**Goal of the exercise:**
Print out the full listing exactly as it reads.

──────────

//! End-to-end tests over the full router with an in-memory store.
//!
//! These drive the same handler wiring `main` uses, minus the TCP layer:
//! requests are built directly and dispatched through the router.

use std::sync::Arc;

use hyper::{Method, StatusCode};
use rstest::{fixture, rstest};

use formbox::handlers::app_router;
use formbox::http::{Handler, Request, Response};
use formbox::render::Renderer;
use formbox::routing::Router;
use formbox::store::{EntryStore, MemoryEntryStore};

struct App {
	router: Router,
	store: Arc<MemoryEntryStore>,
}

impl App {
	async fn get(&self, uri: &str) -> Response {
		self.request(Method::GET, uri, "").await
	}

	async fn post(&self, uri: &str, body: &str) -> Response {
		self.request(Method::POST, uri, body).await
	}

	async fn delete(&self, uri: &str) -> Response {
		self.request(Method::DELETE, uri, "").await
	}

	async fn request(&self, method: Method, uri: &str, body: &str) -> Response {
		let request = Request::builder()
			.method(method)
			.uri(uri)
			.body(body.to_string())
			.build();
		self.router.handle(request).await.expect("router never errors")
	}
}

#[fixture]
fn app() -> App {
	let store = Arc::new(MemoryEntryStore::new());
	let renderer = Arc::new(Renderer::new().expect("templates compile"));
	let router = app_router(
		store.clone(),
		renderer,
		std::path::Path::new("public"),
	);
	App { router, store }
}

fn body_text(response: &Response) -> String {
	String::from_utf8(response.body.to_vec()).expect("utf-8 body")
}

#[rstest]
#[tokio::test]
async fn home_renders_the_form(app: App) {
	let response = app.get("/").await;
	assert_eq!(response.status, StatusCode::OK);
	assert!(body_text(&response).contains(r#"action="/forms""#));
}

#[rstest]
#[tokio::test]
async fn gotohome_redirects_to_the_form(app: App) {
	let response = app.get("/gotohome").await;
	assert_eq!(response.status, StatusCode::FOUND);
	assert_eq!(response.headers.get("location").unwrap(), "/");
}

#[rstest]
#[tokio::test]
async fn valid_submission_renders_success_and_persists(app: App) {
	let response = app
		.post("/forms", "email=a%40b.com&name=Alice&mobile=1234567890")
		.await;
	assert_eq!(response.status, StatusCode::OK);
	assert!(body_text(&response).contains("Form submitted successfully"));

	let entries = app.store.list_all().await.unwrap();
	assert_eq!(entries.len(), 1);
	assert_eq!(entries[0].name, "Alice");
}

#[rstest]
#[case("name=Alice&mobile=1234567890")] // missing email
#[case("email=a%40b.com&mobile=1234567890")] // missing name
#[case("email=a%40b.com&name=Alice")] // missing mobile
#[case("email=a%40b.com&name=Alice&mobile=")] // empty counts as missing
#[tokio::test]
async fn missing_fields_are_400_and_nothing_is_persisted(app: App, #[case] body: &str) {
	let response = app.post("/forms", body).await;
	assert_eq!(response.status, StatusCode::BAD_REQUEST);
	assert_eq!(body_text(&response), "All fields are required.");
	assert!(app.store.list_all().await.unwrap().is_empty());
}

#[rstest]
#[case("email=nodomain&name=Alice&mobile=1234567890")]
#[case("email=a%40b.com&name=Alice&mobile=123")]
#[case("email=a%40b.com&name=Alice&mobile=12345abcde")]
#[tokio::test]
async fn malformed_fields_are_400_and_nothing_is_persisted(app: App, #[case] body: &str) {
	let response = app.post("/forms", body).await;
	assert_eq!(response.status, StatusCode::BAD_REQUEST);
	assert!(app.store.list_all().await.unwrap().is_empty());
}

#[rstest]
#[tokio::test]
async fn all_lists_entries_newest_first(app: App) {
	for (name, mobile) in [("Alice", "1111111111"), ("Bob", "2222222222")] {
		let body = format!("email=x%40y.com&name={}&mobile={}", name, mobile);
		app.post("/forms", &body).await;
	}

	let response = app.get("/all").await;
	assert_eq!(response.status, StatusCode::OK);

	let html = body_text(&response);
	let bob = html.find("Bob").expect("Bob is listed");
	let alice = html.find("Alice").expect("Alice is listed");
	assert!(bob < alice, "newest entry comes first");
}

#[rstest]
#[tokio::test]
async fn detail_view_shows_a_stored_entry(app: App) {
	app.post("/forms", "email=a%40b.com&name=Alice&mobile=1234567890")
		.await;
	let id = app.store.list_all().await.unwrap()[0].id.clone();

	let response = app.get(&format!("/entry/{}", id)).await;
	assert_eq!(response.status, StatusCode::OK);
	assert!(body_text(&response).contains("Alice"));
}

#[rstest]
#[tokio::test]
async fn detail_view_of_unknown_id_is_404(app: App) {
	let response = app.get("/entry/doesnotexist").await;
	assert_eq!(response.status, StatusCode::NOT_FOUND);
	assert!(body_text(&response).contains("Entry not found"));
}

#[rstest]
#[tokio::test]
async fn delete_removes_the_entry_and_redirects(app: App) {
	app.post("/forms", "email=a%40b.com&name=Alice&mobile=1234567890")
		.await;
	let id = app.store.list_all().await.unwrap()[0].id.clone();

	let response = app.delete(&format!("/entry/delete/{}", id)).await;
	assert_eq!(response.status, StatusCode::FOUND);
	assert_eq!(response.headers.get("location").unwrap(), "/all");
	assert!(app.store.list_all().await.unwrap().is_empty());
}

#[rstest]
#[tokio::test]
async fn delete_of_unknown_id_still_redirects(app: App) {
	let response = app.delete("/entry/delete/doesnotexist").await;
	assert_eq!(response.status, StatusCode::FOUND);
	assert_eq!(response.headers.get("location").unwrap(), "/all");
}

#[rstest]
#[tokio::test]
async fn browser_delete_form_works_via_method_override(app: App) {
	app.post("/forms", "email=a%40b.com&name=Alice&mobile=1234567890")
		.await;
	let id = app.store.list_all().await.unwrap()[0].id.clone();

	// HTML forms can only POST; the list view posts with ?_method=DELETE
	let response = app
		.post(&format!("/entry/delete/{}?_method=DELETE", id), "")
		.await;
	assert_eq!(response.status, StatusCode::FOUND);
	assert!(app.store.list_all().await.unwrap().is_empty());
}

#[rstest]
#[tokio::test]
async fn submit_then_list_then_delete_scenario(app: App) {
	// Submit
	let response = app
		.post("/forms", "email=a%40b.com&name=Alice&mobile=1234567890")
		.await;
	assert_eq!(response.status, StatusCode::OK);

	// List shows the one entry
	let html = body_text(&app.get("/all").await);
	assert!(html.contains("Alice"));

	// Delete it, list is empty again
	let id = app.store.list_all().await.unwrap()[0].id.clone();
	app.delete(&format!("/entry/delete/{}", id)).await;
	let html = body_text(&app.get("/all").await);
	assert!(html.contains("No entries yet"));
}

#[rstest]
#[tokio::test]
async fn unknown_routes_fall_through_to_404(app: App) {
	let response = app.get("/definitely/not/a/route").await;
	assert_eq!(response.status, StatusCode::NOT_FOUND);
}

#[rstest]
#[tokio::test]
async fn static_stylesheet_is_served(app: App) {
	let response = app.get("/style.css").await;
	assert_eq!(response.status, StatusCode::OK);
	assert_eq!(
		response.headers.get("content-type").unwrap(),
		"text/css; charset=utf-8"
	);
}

──────────

**Output of the task:**
//! End-to-end tests over the full router with an in-memory store.
//!
//! These drive the same handler wiring `main` uses, minus the TCP layer:
//! requests are built directly and dispatched through the router.

use std::sync::Arc;

use hyper::{Method, StatusCode};
use rstest::{fixture, rstest};

use formbox::handlers::app_router;
use formbox::http::{Handler, Request, Response};
use formbox::render::Renderer;
use formbox::routing::Router;
use formbox::store::{EntryStore, MemoryEntryStore};

struct App {
	router: Router,
	store: Arc<MemoryEntryStore>,
}

impl App {
	async fn get(&self, uri: &str) -> Response {
		self.request(Method::GET, uri, "").await
	}

	async fn post(&self, uri: &str, body: &str) -> Response {
		self.request(Method::POST, uri, body).await
	}

	async fn delete(&self, uri: &str) -> Response {
		self.request(Method::DELETE, uri, "").await
	}

	async fn request(&self, method: Method, uri: &str, body: &str) -> Response {
		let request = Request::builder()
			.method(method)
			.uri(uri)
			.body(body.to_string())
			.build();
		self.router.handle(request).await.expect("router never errors")
	}
}

#[fixture]
fn app() -> App {
	let store = Arc::new(MemoryEntryStore::new());
	let renderer = Arc::new(Renderer::new().expect("templates compile"));
	let router = app_router(
		store.clone(),
		renderer,
		std::path::Path::new("public"),
	);
	App { router, store }
}

fn body_text(response: &Response) -> String {
	String::from_utf8(response.body.to_vec()).expect("utf-8 body")
}

#[rstest]
#[tokio::test]
async fn home_renders_the_form(app: App) {
	let response = app.get("/").await;
	assert_eq!(response.status, StatusCode::OK);
	assert!(body_text(&response).contains(r#"action="/forms""#));
}

#[rstest]
#[tokio::test]
async fn gotohome_redirects_to_the_form(app: App) {
	let response = app.get("/gotohome").await;
	assert_eq!(response.status, StatusCode::FOUND);
	assert_eq!(response.headers.get("location").unwrap(), "/");
}

#[rstest]
#[tokio::test]
async fn valid_submission_renders_success_and_persists(app: App) {
	let response = app
		.post("/forms", "email=a%40b.com&name=Alice&mobile=1234567890")
		.await;
	assert_eq!(response.status, StatusCode::OK);
	assert!(body_text(&response).contains("Form submitted successfully"));

	let entries = app.store.list_all().await.unwrap();
	assert_eq!(entries.len(), 1);
	assert_eq!(entries[0].name, "Alice");
}

#[rstest]
#[case("name=Alice&mobile=1234567890")] // missing email
#[case("email=a%40b.com&mobile=1234567890")] // missing name
#[case("email=a%40b.com&name=Alice")] // missing mobile
#[case("email=a%40b.com&name=Alice&mobile=")] // empty counts as missing
#[tokio::test]
async fn missing_fields_are_400_and_nothing_is_persisted(app: App, #[case] body: &str) {
	let response = app.post("/forms", body).await;
	assert_eq!(response.status, StatusCode::BAD_REQUEST);
	assert_eq!(body_text(&response), "All fields are required.");
	assert!(app.store.list_all().await.unwrap().is_empty());
}

#[rstest]
#[case("email=nodomain&name=Alice&mobile=1234567890")]
#[case("email=a%40b.com&name=Alice&mobile=123")]
#[case("email=a%40b.com&name=Alice&mobile=12345abcde")]
#[tokio::test]
async fn malformed_fields_are_400_and_nothing_is_persisted(app: App, #[case] body: &str) {
	let response = app.post("/forms", body).await;
	assert_eq!(response.status, StatusCode::BAD_REQUEST);
	assert!(app.store.list_all().await.unwrap().is_empty());
}

#[rstest]
#[tokio::test]
async fn all_lists_entries_newest_first(app: App) {
	for (name, mobile) in [("Alice", "1111111111"), ("Bob", "2222222222")] {
		let body = format!("email=x%40y.com&name={}&mobile={}", name, mobile);
		app.post("/forms", &body).await;
	}

	let response = app.get("/all").await;
	assert_eq!(response.status, StatusCode::OK);

	let html = body_text(&response);
	let bob = html.find("Bob").expect("Bob is listed");
	let alice = html.find("Alice").expect("Alice is listed");
	assert!(bob < alice, "newest entry comes first");
}

#[rstest]
#[tokio::test]
async fn detail_view_shows_a_stored_entry(app: App) {
	app.post("/forms", "email=a%40b.com&name=Alice&mobile=1234567890")
		.await;
	let id = app.store.list_all().await.unwrap()[0].id.clone();

	let response = app.get(&format!("/entry/{}", id)).await;
	assert_eq!(response.status, StatusCode::OK);
	assert!(body_text(&response).contains("Alice"));
}

#[rstest]
#[tokio::test]
async fn detail_view_of_unknown_id_is_404(app: App) {
	let response = app.get("/entry/doesnotexist").await;
	assert_eq!(response.status, StatusCode::NOT_FOUND);
	assert!(body_text(&response).contains("Entry not found"));
}

#[rstest]
#[tokio::test]
async fn delete_removes_the_entry_and_redirects(app: App) {
	app.post("/forms", "email=a%40b.com&name=Alice&mobile=1234567890")
		.await;
	let id = app.store.list_all().await.unwrap()[0].id.clone();

	let response = app.delete(&format!("/entry/delete/{}", id)).await;
	assert_eq!(response.status, StatusCode::FOUND);
	assert_eq!(response.headers.get("location").unwrap(), "/all");
	assert!(app.store.list_all().await.unwrap().is_empty());
}

#[rstest]
#[tokio::test]
async fn delete_of_unknown_id_still_redirects(app: App) {
	let response = app.delete("/entry/delete/doesnotexist").await;
	assert_eq!(response.status, StatusCode::FOUND);
	assert_eq!(response.headers.get("location").unwrap(), "/all");
}

#[rstest]
#[tokio::test]
async fn browser_delete_form_works_via_method_override(app: App) {
	app.post("/forms", "email=a%40b.com&name=Alice&mobile=1234567890")
		.await;
	let id = app.store.list_all().await.unwrap()[0].id.clone();

	// HTML forms can only POST; the list view posts with ?_method=DELETE
	let response = app
		.post(&format!("/entry/delete/{}?_method=DELETE", id), "")
		.await;
	assert_eq!(response.status, StatusCode::FOUND);
	assert!(app.store.list_all().await.unwrap().is_empty());
}

#[rstest]
#[tokio::test]
async fn submit_then_list_then_delete_scenario(app: App) {
	// Submit
	let response = app
		.post("/forms", "email=a%40b.com&name=Alice&mobile=1234567890")
		.await;
	assert_eq!(response.status, StatusCode::OK);

	// List shows the one entry
	let html = body_text(&app.get("/all").await);
	assert!(html.contains("Alice"));

	// Delete it, list is empty again
	let id = app.store.list_all().await.unwrap()[0].id.clone();
	app.delete(&format!("/entry/delete/{}", id)).await;
	let html = body_text(&app.get("/all").await);
	assert!(html.contains("No entries yet"));
}

#[rstest]
#[tokio::test]
async fn unknown_routes_fall_through_to_404(app: App) {
	let response = app.get("/definitely/not/a/route").await;
	assert_eq!(response.status, StatusCode::NOT_FOUND);
}

#[rstest]
#[tokio::test]
async fn static_stylesheet_is_served(app: App) {
	let response = app.get("/style.css").await;
	assert_eq!(response.status, StatusCode::OK);
	assert_eq!(
		response.headers.get("content-type").unwrap(),
		"text/css; charset=utf-8"
	);
}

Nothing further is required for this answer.